The required result is the number of lines below that hold the word "models", stated without anything else.

[EXERCISE INPUTS Boundary: Start]

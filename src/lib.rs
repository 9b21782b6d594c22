//! Singlebell - one alert tone across many processes.
//!
//! Any number of processes of the same user session may want to sound the
//! same alert. Singlebell makes sure exactly one of them does, and lets any
//! of them silence all of them.
//!
//! The pieces, leaf first:
//!
//! - [`store`]: shared key/value store ([`store::FileStore`], [`store::MemoryStore`])
//! - [`bus`]: best-effort broadcast between processes
//! - [`lease`]: time-bounded ownership records on top of the store
//! - [`gate`]: the one-way audio unlock gate
//! - [`tone`]: burst synthesis and playback
//! - [`coordinator`]: the part callers talk to

pub mod audio;
pub mod bus;
pub mod channel;
pub mod clock;
pub mod coordinator;
pub mod gate;
pub mod lease;
pub mod models;
pub mod store;
pub mod tone;

pub use coordinator::{AlertCoordinator, CoordinatorConfig, CoordinatorStatus};
pub use gate::UnlockGate;
pub use models::{BusMessage, LeaseRecord, OwnerId, PlayOutcome, PlaybackState};
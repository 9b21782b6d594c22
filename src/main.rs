//! Singlebell - one alert tone across many processes.

mod app;
mod cli;
mod config;
mod ui;

use anyhow::{Context, Result};
use app::{App, Shared};
use cli::Args;
use config::Config;
use crossterm::{
    cursor::MoveToColumn,
    event::{Event, EventStream, KeyCode, KeyEvent, KeyEventKind, KeyModifiers},
    execute,
    style::Print,
    terminal::{Clear, ClearType, disable_raw_mode, enable_raw_mode},
};
use futures::StreamExt;
use singlebell::audio::NullBackend;
use singlebell::lease::Lease;
use singlebell::{AlertCoordinator, UnlockGate};
use std::fs::{self, OpenOptions};
use std::io::{self, Write};
use std::path::PathBuf;
use std::sync::{Arc, Mutex};
use std::time::Duration;
use tracing::{debug, info};

/// Setup logging. An interactive session owns the terminal, so its log
/// goes to a file; one-shot modes log to stderr.
fn setup_logging(verbose: bool, interactive: bool) -> Result<()> {
    let level = if verbose { tracing::Level::DEBUG } else { tracing::Level::INFO };
    let filter = tracing_subscriber::EnvFilter::from_default_env().add_directive(level.into());

    if interactive {
        let log_dir = dirs::data_local_dir()
            .unwrap_or_else(|| PathBuf::from("."))
            .join("singlebell")
            .join("logs");
        fs::create_dir_all(&log_dir).context("Failed to create log directory")?;

        let log_file = OpenOptions::new()
            .create(true)
            .append(true)
            .open(log_dir.join("singlebell.log"))
            .context("Failed to open log file")?;

        tracing_subscriber::fmt()
            .with_writer(Mutex::new(log_file))
            .with_ansi(false)
            .with_env_filter(filter)
            .init();
    } else {
        tracing_subscriber::fmt()
            .with_writer(io::stderr)
            .with_env_filter(filter)
            .init();
    }

    debug!("Logging initialized (verbose: {})", verbose);
    Ok(())
}

#[tokio::main(flavor = "current_thread")]
async fn main() -> Result<()> {
    let args = Args::parse_args();

    if args.sample_config {
        print!("{}", config::sample_config());
        return Ok(());
    }

    setup_logging(args.verbose, args.is_interactive()).context("Failed to setup logging")?;

    let config = if let Some(ref path) = args.config {
        Config::load(path)?
    } else {
        Config::load_or_default()
    };

    if args.status {
        run_status(&args, &config)
    } else if args.stop {
        run_stop(&args, &config);
        Ok(())
    } else {
        run_interactive(&args, &config).await
    }
}

/// Print who holds the leases.
fn run_status(args: &Args, config: &Config) -> Result<()> {
    let shared = Shared::open(config, args);
    let playback = Lease::new(
        Arc::clone(&shared.store),
        config.lease.key.clone(),
        Duration::from_millis(config.lease.staleness_ms),
        Arc::clone(&shared.clock),
    );
    let active_tab = Lease::new(
        shared.store,
        config.active_tab.key.clone(),
        Duration::from_millis(config.active_tab.staleness_ms),
        shared.clock,
    );

    let report = ui::StatusReport::collect(&playback, &active_tab);
    println!("{}", ui::render_report(&report, args.json)?);
    Ok(())
}

/// Silence every process. This process never plays, so it needs no audio.
fn run_stop(args: &Args, config: &Config) {
    let shared = Shared::open(config, args);
    let gate = Arc::new(UnlockGate::new(Arc::new(NullBackend)));
    let coordinator = AlertCoordinator::new(
        config.coordinator_config(None),
        gate,
        shared.store,
        shared.bus,
        shared.clock,
    );
    coordinator.stop();
    info!("Stop sent");
}

/// Restores the terminal however the session ends.
struct TerminalGuard;

impl TerminalGuard {
    fn enter() -> Result<Self> {
        enable_raw_mode().context("Failed to enable raw mode")?;
        Ok(Self)
    }
}

impl Drop for TerminalGuard {
    fn drop(&mut self) {
        let _ = disable_raw_mode();
        let _ = execute!(io::stdout(), Print("\r\n"));
    }
}

/// Run an interactive session until the user quits.
async fn run_interactive(args: &Args, config: &Config) -> Result<()> {
    let mut app = App::new(args, config);
    app.start();
    info!(owner = %app.coordinator.owner_id(), "Session started");

    let result = {
        let _guard = TerminalGuard::enter()?;
        let mut stdout = io::stdout();
        execute!(stdout, Print(ui::help_text()))?;
        run_app(&mut app, &mut stdout).await
    };

    app.shutdown();
    info!("Session ended");
    result
}

/// Main application loop.
async fn run_app(app: &mut App, stdout: &mut io::Stdout) -> Result<()> {
    let mut events = EventStream::new();
    let mut redraw = tokio::time::interval(Duration::from_millis(250));
    let mut heartbeat = tokio::time::interval(app.active_tab_heartbeat);

    loop {
        draw(app, stdout)?;

        tokio::select! {
            event = events.next() => match event {
                Some(Ok(Event::Key(key))) if key.kind == KeyEventKind::Press => {
                    handle_key_event(app, key).await;
                }
                Some(Ok(_)) => {}
                Some(Err(e)) => return Err(e).context("Failed to read terminal event"),
                None => app.quit(),
            },
            _ = redraw.tick() => {}
            _ = heartbeat.tick() => app.heartbeat_active_tab(),
        }

        if app.should_quit() {
            break;
        }
    }

    Ok(())
}

fn draw(app: &App, stdout: &mut io::Stdout) -> Result<()> {
    execute!(
        stdout,
        MoveToColumn(0),
        Clear(ClearType::CurrentLine),
        Print(ui::render_status_line(app))
    )?;
    stdout.flush()?;
    Ok(())
}

/// Handle keyboard input.
async fn handle_key_event(app: &mut App, key: KeyEvent) {
    match key.code {
        KeyCode::Char('q') | KeyCode::Esc => app.quit(),
        KeyCode::Char('c') if key.modifiers.contains(KeyModifiers::CONTROL) => app.quit(),

        // Unlocking needs a real key press, which this is.
        KeyCode::Char('u') => app.unlock().await,
        KeyCode::Char('p') => app.play(),
        KeyCode::Char('s') => app.stop(),

        KeyCode::Char('h') | KeyCode::Char('?') => {
            app.toggle_help();
            if app.show_help {
                let _ = execute!(io::stdout(), Print("\r\n"), Print(ui::help_text()));
            }
        }

        _ => {}
    }
}
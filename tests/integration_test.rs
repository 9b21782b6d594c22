//! Integration tests for the singlebell CLI.

use std::fs;
use std::process::Command;
use tempfile::tempdir;

/// Get the path to the singlebell binary.
fn singlebell_bin() -> Command {
    let mut cmd = Command::new(env!("CARGO_BIN_EXE_singlebell"));
    // Keep a user's own settings out of the way.
    cmd.env_remove("SINGLEBELL_CONFIG")
        .env_remove("SINGLEBELL_STORE_DIR")
        .env_remove("RUST_LOG");
    cmd
}

#[test]
fn test_help_flag() {
    let output = singlebell_bin()
        .arg("--help")
        .output()
        .expect("Failed to execute command");

    assert!(output.status.success());
    let stdout = String::from_utf8_lossy(&output.stdout);
    assert!(stdout.contains("singlebell"));
    assert!(stdout.contains("--stop"));
    assert!(stdout.contains("--status"));
    assert!(stdout.contains("--interval"));
    assert!(stdout.contains("--store-dir"));
}

#[test]
fn test_version_flag() {
    let output = singlebell_bin()
        .arg("--version")
        .output()
        .expect("Failed to execute command");

    assert!(output.status.success());
    let stdout = String::from_utf8_lossy(&output.stdout);
    assert!(stdout.contains("singlebell"));
    assert!(stdout.contains("0.") || stdout.contains("1."));
}

#[test]
fn test_env_vars_documented() {
    let output = singlebell_bin()
        .args(["--help"])
        .output()
        .expect("Failed to execute command");

    let stdout = String::from_utf8_lossy(&output.stdout);
    assert!(stdout.contains("SINGLEBELL_CONFIG"));
    assert!(stdout.contains("SINGLEBELL_STORE_DIR"));
}

#[test]
fn test_sample_config() {
    let output = singlebell_bin()
        .arg("--sample-config")
        .output()
        .expect("Failed to execute command");

    assert!(output.status.success());
    let stdout = String::from_utf8_lossy(&output.stdout);
    assert!(stdout.contains("[lease]"));
    assert!(stdout.contains("[cadence]"));
}

#[test]
fn test_invalid_interval() {
    let output = singlebell_bin()
        .args(["--status", "-i", "invalid"])
        .output()
        .expect("Failed to execute command");

    assert!(!output.status.success());
}

#[test]
fn test_missing_config_file() {
    let dir = tempdir().unwrap();
    let output = singlebell_bin()
        .args(["--status", "-c"])
        .arg(dir.path().join("nope.toml"))
        .output()
        .expect("Failed to execute command");

    assert!(!output.status.success());
    let stderr = String::from_utf8_lossy(&output.stderr);
    assert!(stderr.contains("Failed to read config file"));
}

#[test]
fn test_status_json_on_empty_store() {
    let dir = tempdir().unwrap();
    let output = singlebell_bin()
        .args(["--status", "--json", "--no-bus", "--store-dir"])
        .arg(dir.path())
        .output()
        .expect("Failed to execute command");

    assert!(output.status.success());
    let value: serde_json::Value =
        serde_json::from_slice(&output.stdout).expect("status output is JSON");
    assert!(value["playback"].is_null());
    assert!(value["active_tab"].is_null());
}

#[test]
fn test_status_shows_holder() {
    let dir = tempdir().unwrap();
    let now = chrono::Utc::now().timestamp_millis();
    fs::write(
        dir.path().join("singlebell.playback-lock.json"),
        format!(r#"{{"version":1,"ownerId":"other-tab","acquiredAt":{}}}"#, now),
    )
    .unwrap();

    let output = singlebell_bin()
        .args(["--status", "--json", "--no-bus", "--store-dir"])
        .arg(dir.path())
        .output()
        .expect("Failed to execute command");

    assert!(output.status.success());
    let value: serde_json::Value = serde_json::from_slice(&output.stdout).unwrap();
    assert_eq!(value["playback"]["owner_id"], "other-tab");
    assert_eq!(value["playback"]["fresh"], true);
}

#[test]
fn test_stop_clears_lease() {
    let dir = tempdir().unwrap();
    let lock = dir.path().join("singlebell.playback-lock.json");
    let now = chrono::Utc::now().timestamp_millis();
    fs::write(
        &lock,
        format!(r#"{{"version":1,"ownerId":"other-tab","acquiredAt":{}}}"#, now),
    )
    .unwrap();

    let output = singlebell_bin()
        .args(["--stop", "--no-bus", "--store-dir"])
        .arg(dir.path())
        .output()
        .expect("Failed to execute command");

    assert!(output.status.success());
    assert!(!lock.exists());
}

#[test]
fn test_stop_and_status_conflict() {
    let output = singlebell_bin()
        .args(["--stop", "--status"])
        .output()
        .expect("Failed to execute command");

    assert!(!output.status.success());
}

[EXERCISE INPUTS Boundary: End]

▶ [ANSWER BOX]: 2